Крысы завелись в Национальной библиотеке потому, что один из подсобных читальных залов был превращен в склад зерна.
CLXXX. Я опять пошел прямо. Уже не хотелось заглядывать в опустевшие виллы. Не тянуло и в магазины. Удивительно, до чего быстро люди ко всему привыкают. Я скучал, утомленный однообразием всего увиденного, боялся, что не смогу этого описать. О гостинице «Доклад» начал мечтать, как о родном доме. Перед моими глазами рисовались: ванна, книжки для чтения, чемодан с привычными мелочами, чистая рубашка. Потом я опомнился: надо внимательнее смотреть вокруг, чтобы побольше увидеть. Но мне удалось увидеть только две сцены, ради которых стоило доставать блокнот.
На тротуаре, около какой-то лавки с непонятным ассортиментом, стояла полуметровая латунная статуя Будды. Я подошел, чтобы как следует рассмотреть ее, потому что издали она казалась странной и бесформенной, но сразу же отскочил, как от удара штыка. Вокруг шеи и складок на животе Будды обвилась изрядной величины змея, ее окраска идеально гармонировала с цветом латуни, только тонкие черные колечки выделялись на одноцветном фоне.
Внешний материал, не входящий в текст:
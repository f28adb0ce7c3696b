//! Acropolis / Prism 虚拟机克隆客户端
//!
//! 提供与 Acropolis 管理 API (v0.8) 和 Prism 网关 API (v1) 交互的客户端实现。
//!
//! # 功能
//!
//! - **虚拟机管理** (`VmApi`): 名称解析、查询配置、批量克隆、删除、清理克隆
//! - **任务管理** (`TaskApi`): 轮询异步任务直到结束
//! - **克隆规格** (`spec`): 从源虚拟机配置生成克隆规格
//! - **空值裁剪** (`prune`): 提交前递归移除空字段
//!
//! # 示例
//!
//! ```ignore
//! use acro_client::{AcropolisClient, ClientConfig, Credentials, Session};
//!
//! let session = Session::new("10.0.0.10", 9440, Credentials::default());
//! let client = AcropolisClient::new(session, ClientConfig::default())?;
//!
//! // 克隆虚拟机
//! let uuid = client.vm().resolve_uuid("web01", true).await?;
//! let desc = client.vm().get(&uuid).await?;
//! client.vm().create_clones(&uuid, &desc, 3).await?;
//!
//! // 清理克隆
//! client.vm().cleanup_clones("web01", 3).await?;
//! ```

pub mod api;
pub mod client;
pub mod error;
pub mod models;
pub mod prune;
pub mod spec;

pub use client::{AcropolisClient, ClientConfig, Credentials, Session, DEFAULT_PORT};
pub use error::{AcroError, Result};

pub use api::{TaskApi, VmApi};

pub use models::{
    CloneRequest, GatewayVm, GatewayVmList, MetaResponse, TaskHandle, TaskPollResponse,
    TaskState, VmCloneSpec, VmConfig, VmDescriptor, TASK_NO_ERROR,
};

pub use prune::strip_empty;
pub use spec::{build_clone_specs, clone_name};
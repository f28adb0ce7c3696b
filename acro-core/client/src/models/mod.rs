//! Acropolis / Prism 数据模型
//!
//! 只声明本工具实际读写的字段，服务端返回的其余字段在反序列化时忽略。
//! 必需字段缺失时直接返回解析错误，不做默认值填充。

use serde::{Deserialize, Serialize};

/// 任务成功完成时 `metaResponse.error` 的取值
pub const TASK_NO_ERROR: &str = "kNoError";

// ============================================
// Prism Gateway (v1)
// ============================================

/// 网关按名称过滤虚拟机的响应
#[derive(Debug, Clone, Deserialize)]
pub struct GatewayVmList {
    /// 分页元数据
    pub metadata: ListMetadata,

    /// 匹配的虚拟机
    #[serde(default)]
    pub entities: Vec<GatewayVm>,
}

/// 列表元数据
#[derive(Debug, Clone, Deserialize)]
pub struct ListMetadata {
    /// 匹配总数
    pub count: u64,
}

/// 网关返回的虚拟机条目
#[derive(Debug, Clone, Deserialize)]
#[serde(rename_all = "camelCase")]
pub struct GatewayVm {
    /// 虚拟机 ID，可能带有 `<cluster>::` 前缀
    pub vm_id: String,
}

// ============================================
// Acropolis 管理 API (v0.8)
// ============================================

/// 虚拟机描述
#[derive(Debug, Clone, Serialize, Deserialize)]
pub struct VmDescriptor {
    /// 虚拟机配置
    pub config: VmConfig,
}

/// 虚拟机配置
#[derive(Debug, Clone, Serialize, Deserialize)]
#[serde(rename_all = "camelCase")]
pub struct VmConfig {
    /// 虚拟机名称
    pub name: String,

    /// vCPU 数量
    pub num_vcpus: u32,

    /// 内存大小 (MB)
    pub memory_mb: u64,

    /// 网卡列表
    #[serde(default)]
    pub vm_nics: Vec<serde_json::Value>,
}

/// 单个克隆目标
///
/// 字段与服务端的 clone proto 对应；空值字段在提交前会被裁剪掉。
#[derive(Debug, Clone, Serialize, Deserialize, PartialEq)]
#[serde(rename_all = "camelCase")]
pub struct VmCloneSpec {
    /// vCPU 数量
    pub num_vcpus: u32,

    /// 是否覆盖源虚拟机网络配置（服务端接受字符串形式）
    pub override_network_config: String,

    /// 克隆后的名称
    pub name: String,

    /// 内存大小 (MB)
    pub memory_mb: u64,

    /// 指定 UUID，留空由服务端分配
    pub uuid: String,

    /// 网卡列表
    pub vm_nics: Vec<serde_json::Value>,

    /// 源虚拟机逻辑时间戳
    #[serde(rename = "sourceVMLogicalTimestamp")]
    pub source_vm_logical_timestamp: String,
}

impl VmCloneSpec {
    /// 以源虚拟机配置为模板，生成指定名称的克隆目标
    pub fn from_config(config: &VmConfig, name: String) -> Self {
        Self {
            num_vcpus: config.num_vcpus,
            override_network_config: "false".to_string(),
            name,
            memory_mb: config.memory_mb,
            uuid: String::new(),
            vm_nics: Vec::new(),
            source_vm_logical_timestamp: String::new(),
        }
    }
}

/// 批量克隆请求
#[derive(Debug, Clone, Serialize)]
#[serde(rename_all = "camelCase")]
pub struct CloneRequest {
    /// 已裁剪的克隆目标列表
    pub spec_list: Vec<serde_json::Value>,
}

/// 异步操作返回的任务句柄
#[derive(Debug, Clone, Deserialize)]
#[serde(rename_all = "camelCase")]
pub struct TaskHandle {
    /// 任务 UUID
    pub task_uuid: String,
}

/// 任务轮询响应
#[derive(Debug, Clone, Deserialize)]
#[serde(rename_all = "camelCase")]
pub struct TaskPollResponse {
    /// 任务信息
    pub task_info: TaskInfo,
}

/// 任务信息
#[derive(Debug, Clone, Deserialize)]
#[serde(rename_all = "camelCase")]
pub struct TaskInfo {
    /// 完成后才会出现
    pub meta_response: Option<MetaResponse>,
}

/// 任务完成结果
#[derive(Debug, Clone, Deserialize)]
#[serde(rename_all = "camelCase")]
pub struct MetaResponse {
    /// 错误码，成功时为 `kNoError`
    pub error: String,

    /// 错误详情
    #[serde(default)]
    pub error_detail: Option<String>,
}

/// 任务轮询状态
#[derive(Debug, Clone, PartialEq, Eq)]
pub enum TaskState {
    /// 尚未完成，需要继续轮询
    Pending,
    /// 成功完成
    Succeeded,
    /// 失败
    Failed { code: String, detail: String },
}

impl TaskPollResponse {
    /// 根据响应内容判定任务状态
    pub fn state(&self) -> TaskState {
        match &self.task_info.meta_response {
            None => TaskState::Pending,
            Some(mr) if mr.error == TASK_NO_ERROR => TaskState::Succeeded,
            Some(mr) => TaskState::Failed {
                code: mr.error.clone(),
                detail: mr.error_detail.clone().unwrap_or_default(),
            },
        }
    }
}

/// 去掉 Prism 附加的集群前缀，只保留最后一个 `:` 之后的部分
pub fn strip_cluster_prefix(vm_id: &str) -> &str {
    vm_id.rsplit(':').next().unwrap_or(vm_id)
}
Змея была так ленива, что с трудом повернула ко мне тонкую треугольную голову.
Чуть подальше в груде засохших листьев и мусора я увидел альбом с фотографиями какой-то состоятельной семьи. В нем было примерно двести любительских снимков. Это была, должно быть, большая семья: кроме родителей, дедушек и бабушек, мелькали десятки дальних родственников, выводки маленьких детей какие-то почтительные слуги, достойные гости. Меня заинтересовала история дочери, единственной, кажется, среди многочисленных братьев разного возраста. Смуглый плачущий младенец. Худенькая девочка, старательно вглядывающаяся в объектив. Потом все более красивая, наливающаяся соком девушка, причесанная по-европейски, с фигурой, как у прославленных манекенщиц с Мэдисон-авеню, с веселыми, умными глазами. Потом около нее появляется юноша, тоже одетый на европейский лад: один, другой, третий. Под снимками какие-то подписи на кхмерском языке, и, наконец, на предпоследней странице красуется торжественная английская надпись: I am studing. Именно так, с ошибкой. На прекрасном фотопортрете исключительно красивая девушка, полная счастья и радости, как бывает с человеком на восемнадцатом году жизни.
Под снимком стоит дата: 1 апреля 1975 года. До вступления «красных кхмеров» в столицу оставалось шестнадцать дней.